Stored data:
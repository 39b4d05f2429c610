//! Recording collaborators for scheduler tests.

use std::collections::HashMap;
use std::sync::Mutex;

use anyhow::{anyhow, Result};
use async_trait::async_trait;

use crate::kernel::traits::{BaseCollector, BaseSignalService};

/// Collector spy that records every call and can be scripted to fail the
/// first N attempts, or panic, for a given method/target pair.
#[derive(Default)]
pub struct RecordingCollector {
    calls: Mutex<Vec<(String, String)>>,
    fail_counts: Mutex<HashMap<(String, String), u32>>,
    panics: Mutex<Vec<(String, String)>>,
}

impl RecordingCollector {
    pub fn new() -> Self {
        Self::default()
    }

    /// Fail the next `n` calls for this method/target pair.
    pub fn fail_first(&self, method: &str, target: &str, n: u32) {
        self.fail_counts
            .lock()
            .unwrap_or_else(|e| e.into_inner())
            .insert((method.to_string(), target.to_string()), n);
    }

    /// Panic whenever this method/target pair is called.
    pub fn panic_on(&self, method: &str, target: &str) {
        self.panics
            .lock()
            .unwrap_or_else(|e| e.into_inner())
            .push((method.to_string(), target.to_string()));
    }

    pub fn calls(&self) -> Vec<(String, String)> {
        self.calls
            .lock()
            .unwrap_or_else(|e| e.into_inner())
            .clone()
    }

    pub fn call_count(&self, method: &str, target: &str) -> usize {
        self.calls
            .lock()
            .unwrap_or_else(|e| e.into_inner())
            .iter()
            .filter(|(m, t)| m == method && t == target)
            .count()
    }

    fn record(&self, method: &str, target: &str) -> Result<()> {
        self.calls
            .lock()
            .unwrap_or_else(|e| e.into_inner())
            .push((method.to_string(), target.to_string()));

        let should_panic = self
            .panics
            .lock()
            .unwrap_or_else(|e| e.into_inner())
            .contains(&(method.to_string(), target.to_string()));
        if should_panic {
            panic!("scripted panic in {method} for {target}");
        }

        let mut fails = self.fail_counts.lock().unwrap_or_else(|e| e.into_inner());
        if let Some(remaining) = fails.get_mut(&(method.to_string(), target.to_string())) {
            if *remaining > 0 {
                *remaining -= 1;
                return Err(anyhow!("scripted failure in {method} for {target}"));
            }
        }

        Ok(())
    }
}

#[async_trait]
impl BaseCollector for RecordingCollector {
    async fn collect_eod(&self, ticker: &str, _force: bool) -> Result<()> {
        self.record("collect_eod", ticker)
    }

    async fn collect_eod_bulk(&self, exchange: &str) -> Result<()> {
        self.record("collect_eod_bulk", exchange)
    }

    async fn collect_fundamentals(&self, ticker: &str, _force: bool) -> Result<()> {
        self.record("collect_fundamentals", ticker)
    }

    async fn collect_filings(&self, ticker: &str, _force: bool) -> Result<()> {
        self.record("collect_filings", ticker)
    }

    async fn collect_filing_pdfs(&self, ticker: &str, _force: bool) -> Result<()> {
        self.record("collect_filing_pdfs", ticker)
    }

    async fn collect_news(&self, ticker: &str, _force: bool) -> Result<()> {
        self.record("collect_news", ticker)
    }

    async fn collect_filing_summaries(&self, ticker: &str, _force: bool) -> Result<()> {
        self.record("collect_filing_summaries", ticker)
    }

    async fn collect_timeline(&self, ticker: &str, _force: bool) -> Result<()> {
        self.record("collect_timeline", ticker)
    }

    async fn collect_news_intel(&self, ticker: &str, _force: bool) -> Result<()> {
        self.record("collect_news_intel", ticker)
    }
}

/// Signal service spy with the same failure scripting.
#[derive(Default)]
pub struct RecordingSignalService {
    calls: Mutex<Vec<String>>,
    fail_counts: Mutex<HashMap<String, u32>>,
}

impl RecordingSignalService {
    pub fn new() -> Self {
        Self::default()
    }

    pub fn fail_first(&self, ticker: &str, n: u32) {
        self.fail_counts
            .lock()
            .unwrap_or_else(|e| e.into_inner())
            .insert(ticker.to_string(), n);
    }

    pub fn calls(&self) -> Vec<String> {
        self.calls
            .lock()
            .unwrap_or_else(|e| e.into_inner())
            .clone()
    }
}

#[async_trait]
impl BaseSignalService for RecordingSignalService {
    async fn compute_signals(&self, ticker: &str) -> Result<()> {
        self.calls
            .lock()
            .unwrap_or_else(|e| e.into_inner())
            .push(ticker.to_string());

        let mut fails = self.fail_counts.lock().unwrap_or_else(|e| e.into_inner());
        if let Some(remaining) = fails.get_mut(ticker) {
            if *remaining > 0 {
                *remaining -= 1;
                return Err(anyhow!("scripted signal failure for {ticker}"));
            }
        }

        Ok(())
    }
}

What the task requires:
The lines above from the one with "use std::collections::HashMap;" through the one with "pair is called." are to be duplicated exactly, ends included, with nothing added.

Answer box:
use std::collections::HashMap;
use std::sync::Mutex;

use anyhow::{anyhow, Result};
use async_trait::async_trait;

use crate::kernel::traits::{BaseCollector, BaseSignalService};

/// Collector spy that records every call and can be scripted to fail the
/// first N attempts, or panic, for a given method/target pair.
#[derive(Default)]
pub struct RecordingCollector {
    calls: Mutex<Vec<(String, String)>>,
    fail_counts: Mutex<HashMap<(String, String), u32>>,
    panics: Mutex<Vec<(String, String)>>,
}

impl RecordingCollector {
    pub fn new() -> Self {
        Self::default()
    }

    /// Fail the next `n` calls for this method/target pair.
    pub fn fail_first(&self, method: &str, target: &str, n: u32) {
        self.fail_counts
            .lock()
            .unwrap_or_else(|e| e.into_inner())
            .insert((method.to_string(), target.to_string()), n);
    }

    /// Panic whenever this method/target pair is called.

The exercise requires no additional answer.